🤖 AI Summary
This work addresses the challenge of fair comparison among existing time-of-flight (ToF) non-line-of-sight (NLOS) imaging methods, which stems from inconsistencies between their forward models and hardware implementations. To resolve this, we propose a unified modeling framework that enables systematic evaluation of mainstream ToF NLOS techniques under identical forward models, hardware platforms, and photon budgets. Our analysis reveals intrinsic connections between these methods and both the Radon transform and frequency-domain phasor models. Experimental results using data captured with picosecond-resolution ToF sensors demonstrate that, under matched conditions, the approaches exhibit comparable performance in spatial resolution, visibility, and noise robustness, with observed differences primarily attributable to method-specific hyperparameters. This study establishes a standardized benchmark and a theoretically unified perspective for advancing NLOS imaging research.
📝 Abstract
Time-of-Flight non-line-of-sight (ToF NLOS) imaging techniques provide state-of-the-art reconstructions of scenes hidden around corners by inverting the optical path of indirect photons scattered by visible surfaces and measured by picosecond resolution sensors. The emergence of a wide range of ToF NLOS imaging methods with heterogeneous formulae and hardware implementations obscures the assessment of both their theoretical and experimental aspects. We present a comprehensive study of a representative set of ToF NLOS imaging methods by discussing their similarities and differences under common formulation and hardware.

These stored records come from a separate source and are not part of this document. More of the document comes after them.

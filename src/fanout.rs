//! Fan-out planner: one orchestrator call per distinct recipient language.
//! Messages from the same sender in the same room are planned strictly in
//! arrival order; unrelated (room, sender) pairs never wait on each other.

use std::collections::{BTreeMap, HashMap};
use std::sync::Arc;

use async_trait::async_trait;
use dashmap::DashMap;
use futures_util::future::join_all;
use parking_lot::RwLock;
use serde::Serialize;
use tokio_util::sync::CancellationToken;
use tracing::debug;

use crate::error::ErrorKind;
use crate::languages::{self, LanguageCode};
use crate::orchestrator::Orchestrator;
use crate::translate::{TranslationRequest, TranslationResult};

/// Metadata key carrying the room on fanned-out requests.
pub const ROOM_METADATA_KEY: &str = "room_id";

/// Where recipients' preferred languages come from.
#[async_trait]
pub trait RecipientDirectory: Send + Sync {
    async fn preferred_language(&self, user_id: &str) -> Option<String>;
}

/// In-memory directory.
#[derive(Default)]
pub struct StaticDirectory {
    preferences: RwLock<HashMap<String, String>>,
}

impl StaticDirectory {
    pub fn new() -> Self {
        Self::default()
    }

    pub fn set(&self, user_id: impl Into<String>, language: impl Into<String>) {
        self.preferences.write().insert(user_id.into(), language.into());
    }

    pub fn remove(&self, user_id: &str) {
        self.preferences.write().remove(user_id);
    }
}

impl<K: Into<String>, V: Into<String>> FromIterator<(K, V)> for StaticDirectory {
    fn from_iter<I: IntoIterator<Item = (K, V)>>(entries: I) -> Self {
        let directory = Self::new();
        for (user, lang) in entries {
            directory.set(user, lang);
        }
        directory
    }
}

#[async_trait]
impl RecipientDirectory for StaticDirectory {
    async fn preferred_language(&self, user_id: &str) -> Option<String> {
        self.preferences.read().get(user_id).cloned()
    }
}

/// One chat message to deliver.
#[derive(Debug, Clone)]
pub struct FanOutMessage {
    pub sender_id: String,
    pub room_id: String,
    pub text: String,
    pub recipients: Vec<String>,
}

/// Per-recipient payloads plus the per-language results they were cut from.
#[derive(Debug, Clone, Default, Serialize)]
pub struct FanOutResult {
    pub per_recipient: HashMap<String, TranslationResult>,
    pub per_language: BTreeMap<String, TranslationResult>,
}

pub struct FanOutPlanner {
    orchestrator: Arc<Orchestrator>,
    directory: Arc<dyn RecipientDirectory>,
    /// One FIFO lane per (room, sender).
    lanes: DashMap<(String, String), Arc<tokio::sync::Mutex<()>>>,
}

impl FanOutPlanner {
    pub fn new(orchestrator: Arc<Orchestrator>, directory: Arc<dyn RecipientDirectory>) -> Self {
        Self {
            orchestrator,
            directory,
            lanes: DashMap::new(),
        }
    }

    pub async fn fan_out(&self, message: &FanOutMessage, cancel: &CancellationToken) -> FanOutResult {
        let lane_key = (message.room_id.clone(), message.sender_id.clone());
        let lane = Arc::clone(self.lanes.entry(lane_key.clone()).or_default().value());
        let result = {
            let _turn = lane.lock().await;
            self.plan_and_dispatch(message, cancel).await
        };
        drop(lane);
        self.lanes.remove_if(&lane_key, |_, lane| Arc::strong_count(lane) == 1);
        result
    }

    async fn plan_and_dispatch(&self, message: &FanOutMessage, cancel: &CancellationToken) -> FanOutResult {
        // recipient -> language group; `None` means no preference on file.
        let mut assignments: Vec<(&str, Option<Group>)> = Vec::with_capacity(message.recipients.len());
        for recipient in &message.recipients {
            if *recipient == message.sender_id {
                continue;
            }
            let group = self
                .directory
                .preferred_language(recipient)
                .await
                .map(|code| group_of(&code));
            assignments.push((recipient.as_str(), group));
        }

        let mut targets: Vec<&'static str> = assignments
            .iter()
            .filter_map(|(_, g)| match g {
                Some(Group::Language(code)) => Some(*code),
                _ => None,
            })
            .collect();
        targets.sort_unstable();
        targets.dedup();
        debug!(
            room = %message.room_id,
            sender = %message.sender_id,
            recipients = assignments.len(),
            languages = targets.len(),
            unknown = assignments
                .iter()
                .filter(|(_, g)| matches!(g, Some(Group::Unknown(_))))
                .count(),
            "fan-out planned"
        );

        let requests: Vec<TranslationRequest> = targets
            .iter()
            .map(|lang| {
                TranslationRequest::new(message.text.clone(), *lang, message.sender_id.clone())
                    .with_metadata(ROOM_METADATA_KEY, message.room_id.clone())
            })
            .collect();
        let results = join_all(
            requests
                .iter()
                .map(|req| self.orchestrator.translate_with_cancel(req, cancel)),
        )
        .await;
        let per_language: BTreeMap<String, TranslationResult> = targets
            .iter()
            .map(|l| l.to_string())
            .zip(results)
            .collect();

        let passthrough = |recipient: &str| {
            TranslationResult::passthrough(format!("{}:{recipient}", message.room_id), message.text.clone())
        };
        let mut per_recipient: HashMap<String, TranslationResult> = assignments
            .iter()
            .map(|(recipient, group)| {
                let recipient: &str = recipient;
                let payload = match group {
                    Some(Group::Language(code)) => per_language
                        .get(*code)
                        .cloned()
                        .unwrap_or_else(|| passthrough(recipient)),
                    Some(Group::Unknown(raw)) => {
                        debug!(recipient, code = %raw, "recipient language not recognized");
                        TranslationResult::original(
                            format!("{}:{recipient}", message.room_id),
                            message.text.clone(),
                            Some(ErrorKind::BadRequest),
                        )
                    }
                    None => passthrough(recipient),
                };
                (recipient.to_string(), payload)
            })
            .collect();
        per_recipient.insert(message.sender_id.clone(), passthrough(&message.sender_id));

        FanOutResult {
            per_recipient,
            per_language,
        }
    }

    /// Lanes currently held or awaited.
    pub fn active_lanes(&self) -> usize {
        self.lanes.len()
    }
}

/// A recipient's preferred language as the planner sees it.
#[derive(Debug, Clone, PartialEq, Eq)]
enum Group {
    /// Recipients whose codes normalize to the same language share a group.
    Language(&'static str),
    /// Not in the language table; answered with BAD_REQUEST, never translated.
    Unknown(String),
}

fn group_of(code: &str) -> Group {
    match languages::normalize(code) {
        LanguageCode::Supported(lang) => Group::Language(lang.code),
        LanguageCode::Unsupported => Group::Unknown(code.trim().to_string()),
    }
}

#[cfg(test)]
mod tests {
    use super::*;
    use crate::analyzer::BehaviorAnalyzer;
    use crate::config::{AnalyzerConfig, OrchestratorConfig};
    use crate::error::ProviderError;
    use crate::languages::{Language, SourceLanguage};
    use crate::provider::{ProviderHealth, ProviderTranslation, TranslationProvider};
    use crate::store::CacheStore;
    use crate::telemetry::TelemetryQueue;
    use crate::translate::TierHit;
    use parking_lot::Mutex;
    use std::time::Duration;

    #[derive(Default)]
    struct Recording {
        calls: Mutex<Vec<(String, String)>>,
    }

    #[async_trait]
    impl TranslationProvider for Recording {
        async fn translate(
            &self,
            text: &str,
            target: &'static Language,
            _source: SourceLanguage,
        ) -> Result<ProviderTranslation, ProviderError> {
            self.calls.lock().push((text.to_string(), target.code.to_string()));
            tokio::time::sleep(Duration::from_millis(5)).await;
            Ok(ProviderTranslation {
                text: format!("{}:{text}", target.code),
                detected_source: None,
            })
        }

        async fn probe(&self) -> bool {
            true
        }
    }

    fn planner(provider: Arc<Recording>, directory: StaticDirectory) -> FanOutPlanner {
        let orchestrator = Orchestrator::new(
            Arc::new(CacheStore::in_memory(100)),
            provider,
            Arc::new(ProviderHealth::default()),
            Arc::new(BehaviorAnalyzer::new(AnalyzerConfig::default(), None)),
            Arc::new(TelemetryQueue::new(100)),
            OrchestratorConfig::default(),
            Duration::from_secs(3600),
        );
        FanOutPlanner::new(Arc::new(orchestrator), Arc::new(directory))
    }

    fn message(text: &str, recipients: &[&str]) -> FanOutMessage {
        FanOutMessage {
            sender_id: "alice".into(),
            room_id: "lobby".into(),
            text: text.into(),
            recipients: recipients.iter().map(|r| r.to_string()).collect(),
        }
    }

    #[tokio::test]
    async fn one_call_per_distinct_language() {
        let provider = Arc::new(Recording::default());
        let directory = StaticDirectory::from_iter([
            ("u1", "es"),
            ("u2", "ES"),
            ("u3", "fr"),
            ("u4", "fr_FR"),
            ("u5", "es"),
        ]);
        // fr_FR is not a registered variant, so u4 is rejected without a call.
        let p = planner(Arc::clone(&provider), directory);
        let out = p
            .fan_out(&message("hi all", &["alice", "u1", "u2", "u3", "u4", "u5"]), &CancellationToken::new())
            .await;

        let mut calls = provider.calls.lock().clone();
        calls.sort();
        assert_eq!(calls, vec![("hi all".into(), "es".into()), ("hi all".into(), "fr".into())]);
        assert_eq!(out.per_recipient.len(), 6);
        assert_eq!(out.per_recipient["u2"].translated_text, "es:hi all");
        assert_eq!(out.per_recipient["u3"].translated_text, "fr:hi all");
        let rejected = &out.per_recipient["u4"];
        assert_eq!(rejected.error_kind, Some(ErrorKind::BadRequest));
        assert!(!rejected.success);
        assert_eq!(rejected.translated_text, "hi all");
        assert_eq!(out.per_language.keys().collect::<Vec<_>>(), vec!["es", "fr"]);
        let sender = &out.per_recipient["alice"];
        assert_eq!(sender.tier_hit, TierHit::NotApplicable);
        assert_eq!(sender.translated_text, "hi all");
        assert_eq!(p.active_lanes(), 0);
    }

    #[tokio::test]
    async fn recipient_without_preference_gets_original() {
        let provider = Arc::new(Recording::default());
        let p = planner(Arc::clone(&provider), StaticDirectory::from_iter([("u1", "de")]));
        let out = p.fan_out(&message("moin", &["u1", "ghost"]), &CancellationToken::new()).await;
        assert_eq!(out.per_recipient["ghost"].translated_text, "moin");
        assert_eq!(out.per_recipient["ghost"].tier_hit, TierHit::NotApplicable);
        assert_eq!(provider.calls.lock().len(), 1);
    }

    #[tokio::test]
    async fn same_sender_messages_are_sequenced() {
        let provider = Arc::new(Recording::default());
        let p = Arc::new(planner(Arc::clone(&provider), StaticDirectory::from_iter([("u1", "it")])));
        let mut handles = Vec::new();
        for i in 0..5 {
            let p = Arc::clone(&p);
            handles.push(tokio::spawn(async move {
                p.fan_out(&message(&format!("msg {i}"), &["u1"]), &CancellationToken::new())
                    .await
            }));
            // Spawned tasks start in order on the current-thread runtime.
            tokio::task::yield_now().await;
        }
        for h in handles {
            h.await.unwrap();
        }
        let texts: Vec<String> = provider.calls.lock().iter().map(|(t, _)| t.clone()).collect();
        assert_eq!(texts, (0..5).map(|i| format!("msg {i}")).collect::<Vec<_>>());
    }
}
mod common;

use std::sync::Arc;
use std::time::Duration;

use chrono::Utc;

use common::{ids, pipeline, pipeline_with, ScriptedProvider};
use parley::analyzer::Observation;
use parley::config::PipelineConfig;
use parley::languages;
use parley::translate::{normalize_phrase, Tier, TranslationKey};
use parley::{ErrorKind, ProviderError, RecipientDirectory, StaticDirectory, TierHit, TranslationRequest};

#[tokio::test]
async fn cold_miss_is_translated_and_cached() {
    let provider = Arc::new(ScriptedProvider::new().respond("hello world", "es", "hola mundo"));
    let p = pipeline(&provider);

    let result = p
        .translate(&TranslationRequest::new("hello world", "es", "u1").with_source("en"))
        .await;
    assert!(result.success);
    assert_eq!(result.translated_text, "hola mundo");
    assert_eq!(result.tier_hit, TierHit::Miss);
    assert!(!result.cached);
    assert_eq!(result.confidence, 0.8);
    assert!(result.error_kind.is_none());
    assert_eq!(provider.call_count(), 1);

    let key = TranslationKey::new(normalize_phrase("hello world").id, languages::lookup("es").unwrap());
    let entry = p.cache().get(&key, Tier::General).unwrap().expect("general entry");
    assert_eq!(entry.translated_text, "hola mundo");

    let again = p.translate(&TranslationRequest::new("  hello world\n", "es", "u2")).await;
    assert_eq!(again.tier_hit, TierHit::General);
    assert!(again.cached);
    assert_eq!(again.confidence, 0.9);
    assert_eq!(again.translated_text, "hola mundo");
    assert_eq!(provider.call_count(), 1);
    p.shutdown().await;
}

#[tokio::test]
async fn popular_phrase_is_promoted_and_served_from_priority() {
    let provider = Arc::new(ScriptedProvider::new().respond("good morning", "ja", "おはよう"));
    let p = pipeline(&provider);
    let phrase = normalize_phrase("good morning");
    let ja = languages::lookup("ja").unwrap();

    let now = Utc::now();
    for i in 0..1000u32 {
        p.analyzer().record(Observation {
            phrase: phrase.clone(),
            requester_id: format!("user-{}", i % 150),
            target: ja,
            at: now - chrono::Duration::days(i64::from(i % 7)),
        });
    }

    let update = p.run_analyzer_cycle_at(now).await;
    assert_eq!(update.promoted.len(), 1);
    assert!(p.analyzer().priority_set().contains(&phrase.id));
    let stats = p.analyzer().stats(&phrase.id).unwrap();
    assert!(stats.is_priority_cached);
    assert!(stats.priority_score >= 0.4);
    assert_eq!(stats.distinct_users, 150);
    assert_eq!(provider.call_count(), 1);

    let result = p.translate(&TranslationRequest::new("good morning", "ja", "u9")).await;
    assert_eq!(result.tier_hit, TierHit::Priority);
    assert_eq!(result.confidence, 1.0);
    assert_eq!(result.translated_text, "おはよう");
    assert_eq!(provider.call_count(), 1);
    p.shutdown().await;
}

#[tokio::test]
async fn user_submission_overrides_everything() {
    let provider = Arc::new(ScriptedProvider::new());
    let p = pipeline(&provider);

    p.submit_user_translation("good night", "ja", "おやすみ", "u7").unwrap();
    let result = p.translate(&TranslationRequest::new("good night", "ja", "u1")).await;
    assert_eq!(result.tier_hit, TierHit::UserSubmitted);
    assert_eq!(result.translated_text, "おやすみ");
    assert_eq!(result.confidence, 1.0);
    assert_eq!(provider.call_count(), 0);
    p.shutdown().await;
}

#[tokio::test(start_paused = true)]
async fn rate_limited_call_is_retried_once_with_jitter() {
    let provider = Arc::new(ScriptedProvider::with_errors(vec![ProviderError::RateLimited {
        retry_after_ms: None,
    }]));
    let p = pipeline(&provider);

    let result = p.translate(&TranslationRequest::new("see you", "it", "u1")).await;
    assert!(result.success);
    assert!(!result.cached);
    assert_eq!(result.translated_text, "[it] see you");

    let calls = provider.calls();
    assert_eq!(calls.len(), 2);
    let gap = calls[1].at - calls[0].at;
    assert!(gap >= Duration::from_millis(250), "gap {gap:?}");
    assert!(gap <= Duration::from_millis(750), "gap {gap:?}");
    assert_eq!(p.cache().sizes().unwrap().general, 1);
    p.shutdown().await;
}

#[tokio::test]
async fn quota_exhaustion_returns_original_and_degrades() {
    let provider = Arc::new(ScriptedProvider::with_errors(vec![ProviderError::QuotaExceeded]));
    let p = pipeline(&provider);

    let result = p.translate(&TranslationRequest::new("thank you", "de", "u1")).await;
    assert!(!result.success);
    assert_eq!(result.error_kind, Some(ErrorKind::QuotaExceeded));
    assert_eq!(result.translated_text, "thank you");
    assert_eq!(provider.call_count(), 1);

    let health = p.health().await;
    assert!(health.degraded);
    assert_eq!(health.degraded_reason.as_deref(), Some("QUOTA_EXCEEDED"));
    assert_eq!(health.cache_sizes_by_tier.general, 0);
    p.shutdown().await;
}

#[tokio::test]
async fn fan_out_calls_provider_once_per_language() {
    let provider = Arc::new(ScriptedProvider::new());
    let directory: Arc<dyn RecipientDirectory> = Arc::new(StaticDirectory::from_iter([
        ("r1", "es"),
        ("r2", "es"),
        ("r3", "fr"),
        ("r4", "fr"),
        ("r5", "es"),
    ]));
    let p = pipeline_with(&provider, PipelineConfig::default(), Some(directory));

    let out = p
        .fan_out("alice", "room-1", "welcome everyone", &ids(&["r1", "r2", "r3", "r4", "r5"]))
        .await;
    assert_eq!(provider.call_count(), 2);
    assert_eq!(out.per_language.len(), 2);
    for r in ["r1", "r2", "r5"] {
        assert_eq!(out.per_recipient[r].translated_text, "[es] welcome everyone");
    }
    for r in ["r3", "r4"] {
        assert_eq!(out.per_recipient[r].translated_text, "[fr] welcome everyone");
    }
    assert_eq!(out.per_recipient["alice"].translated_text, "welcome everyone");
    p.shutdown().await;
}
//! Error taxonomy shared by every pipeline stage.
//! Layer errors (`ProviderError`, `StoreError`, `ConfigError`) each collapse
//! into the closed `ErrorKind` set that callers see on a `TranslationResult`.

use serde::{Deserialize, Serialize};

/// Closed set of failure kinds surfaced to callers.
#[derive(Debug, Clone, Copy, PartialEq, Eq, Hash, Serialize, Deserialize)]
#[serde(rename_all = "SCREAMING_SNAKE_CASE")]
pub enum ErrorKind {
    AuthFailed,
    QuotaExceeded,
    RateLimited,
    BadRequest,
    Timeout,
    Transport,
    UnsupportedLanguage,
    Cancelled,
    Internal,
}

impl ErrorKind {
    /// Transient failures the orchestrator may retry.
    pub fn is_retryable(self) -> bool {
        matches!(
            self,
            ErrorKind::RateLimited | ErrorKind::Timeout | ErrorKind::Transport
        )
    }

    /// Failures that flag the pipeline as degraded until the provider recovers.
    pub fn is_fatal(self) -> bool {
        matches!(self, ErrorKind::AuthFailed | ErrorKind::QuotaExceeded)
    }

    pub fn as_str(self) -> &'static str {
        match self {
            ErrorKind::AuthFailed => "AUTH_FAILED",
            ErrorKind::QuotaExceeded => "QUOTA_EXCEEDED",
            ErrorKind::RateLimited => "RATE_LIMITED",
            ErrorKind::BadRequest => "BAD_REQUEST",
            ErrorKind::Timeout => "TIMEOUT",
            ErrorKind::Transport => "TRANSPORT",
            ErrorKind::UnsupportedLanguage => "UNSUPPORTED_LANGUAGE",
            ErrorKind::Cancelled => "CANCELLED",
            ErrorKind::Internal => "INTERNAL",
        }
    }
}

impl std::fmt::Display for ErrorKind {
    fn fmt(&self, f: &mut std::fmt::Formatter<'_>) -> std::fmt::Result {
        f.write_str(self.as_str())
    }
}

/// Errors raised by a translation provider adapter.
#[derive(Debug, thiserror::Error)]
pub enum ProviderError {
    #[error("provider rejected credentials (status {status})")]
    AuthFailed { status: u16 },
    #[error("provider quota exhausted for the billing period")]
    QuotaExceeded,
    #[error("provider rate limited the request")]
    RateLimited { retry_after_ms: Option<u64> },
    #[error("bad request: {0}")]
    BadRequest(String),
    #[error("provider request timed out")]
    Timeout,
    #[error("transport error: {0}")]
    Transport(String),
}

impl ProviderError {
    pub fn kind(&self) -> ErrorKind {
        match self {
            ProviderError::AuthFailed { .. } => ErrorKind::AuthFailed,
            ProviderError::QuotaExceeded => ErrorKind::QuotaExceeded,
            ProviderError::RateLimited { .. } => ErrorKind::RateLimited,
            ProviderError::BadRequest(_) => ErrorKind::BadRequest,
            ProviderError::Timeout => ErrorKind::Timeout,
            ProviderError::Transport(_) => ErrorKind::Transport,
        }
    }
}

impl From<reqwest::Error> for ProviderError {
    fn from(e: reqwest::Error) -> Self {
        if e.is_timeout() {
            ProviderError::Timeout
        } else if e.is_decode() {
            ProviderError::Transport(format!("malformed provider response: {e}"))
        } else {
            ProviderError::Transport(e.to_string())
        }
    }
}

/// Errors raised by a cache or usage backend.
#[derive(Debug, thiserror::Error)]
pub enum StoreError {
    #[error("sqlite error: {0}")]
    Sqlite(#[from] rusqlite::Error),
    #[error("corrupt row in {table}: {detail}")]
    Corrupt { table: &'static str, detail: String },
    #[error("blocking store task failed: {0}")]
    Blocking(#[from] tokio::task::JoinError),
}

impl StoreError {
    pub fn kind(&self) -> ErrorKind {
        ErrorKind::Internal
    }
}

/// Errors raised while loading configuration.
#[derive(Debug, thiserror::Error)]
pub enum ConfigError {
    #[error("invalid value {value:?} for {key}")]
    Invalid { key: &'static str, value: String },
}

/// Errors returned by the non-translating inbound operations.
#[derive(Debug, thiserror::Error)]
pub enum PipelineError {
    #[error("unsupported language: {0}")]
    UnsupportedLanguage(String),
    #[error("empty phrase")]
    EmptyPhrase,
    #[error(transparent)]
    Store(#[from] StoreError),
    #[error(transparent)]
    Provider(#[from] ProviderError),
    #[error(transparent)]
    Config(#[from] ConfigError),
}

impl PipelineError {
    pub fn kind(&self) -> ErrorKind {
        match self {
            PipelineError::UnsupportedLanguage(_) => ErrorKind::UnsupportedLanguage,
            PipelineError::EmptyPhrase => ErrorKind::BadRequest,
            PipelineError::Store(e) => e.kind(),
            PipelineError::Provider(e) => e.kind(),
            PipelineError::Config(_) => ErrorKind::Internal,
        }
    }
}

#[cfg(test)]
mod tests {
    use super::*;

    #[test]
    fn retry_and_fatal_classes_are_disjoint() {
        let all = [
            ErrorKind::AuthFailed,
            ErrorKind::QuotaExceeded,
            ErrorKind::RateLimited,
            ErrorKind::BadRequest,
            ErrorKind::Timeout,
            ErrorKind::Transport,
            ErrorKind::UnsupportedLanguage,
            ErrorKind::Cancelled,
            ErrorKind::Internal,
        ];
        for kind in all {
            assert!(!(kind.is_retryable() && kind.is_fatal()), "{kind}");
        }
        assert!(ErrorKind::RateLimited.is_retryable());
        assert!(ErrorKind::QuotaExceeded.is_fatal());
        assert!(!ErrorKind::BadRequest.is_retryable());
    }

    #[test]
    fn kind_serializes_screaming_snake() {
        let json = serde_json::to_string(&ErrorKind::QuotaExceeded).unwrap();
        assert_eq!(json, "\"QUOTA_EXCEEDED\"");
        assert_eq!(ErrorKind::UnsupportedLanguage.to_string(), "UNSUPPORTED_LANGUAGE");
    }
}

We first outline the problem statement under a common general forward model for ToF NLOS measurements, and the typical assumptions that yield tractable inverse models. We discuss the relationship of the resulting simplified forward and inverse models to a family of Radon transforms, and how migrating these to the frequency domain relates to recent phasor-based virtual line-of-sight imaging models for NLOS imaging that obey the constraints of conventional lens-based imaging systems. We then evaluate performance of the selected methods on hidden scenes captured under the same hardware setup and similar photon counts. Our experiments show that existing methods share similar limitations on spatial resolution, visibility, and sensitivity to noise when operating under equal hardware constraints, with particular differences that stem from method-specific parameters. We expect our methodology to become a reference in future research on ToF NLOS imaging to obtain objective comparisons of existing and new methods.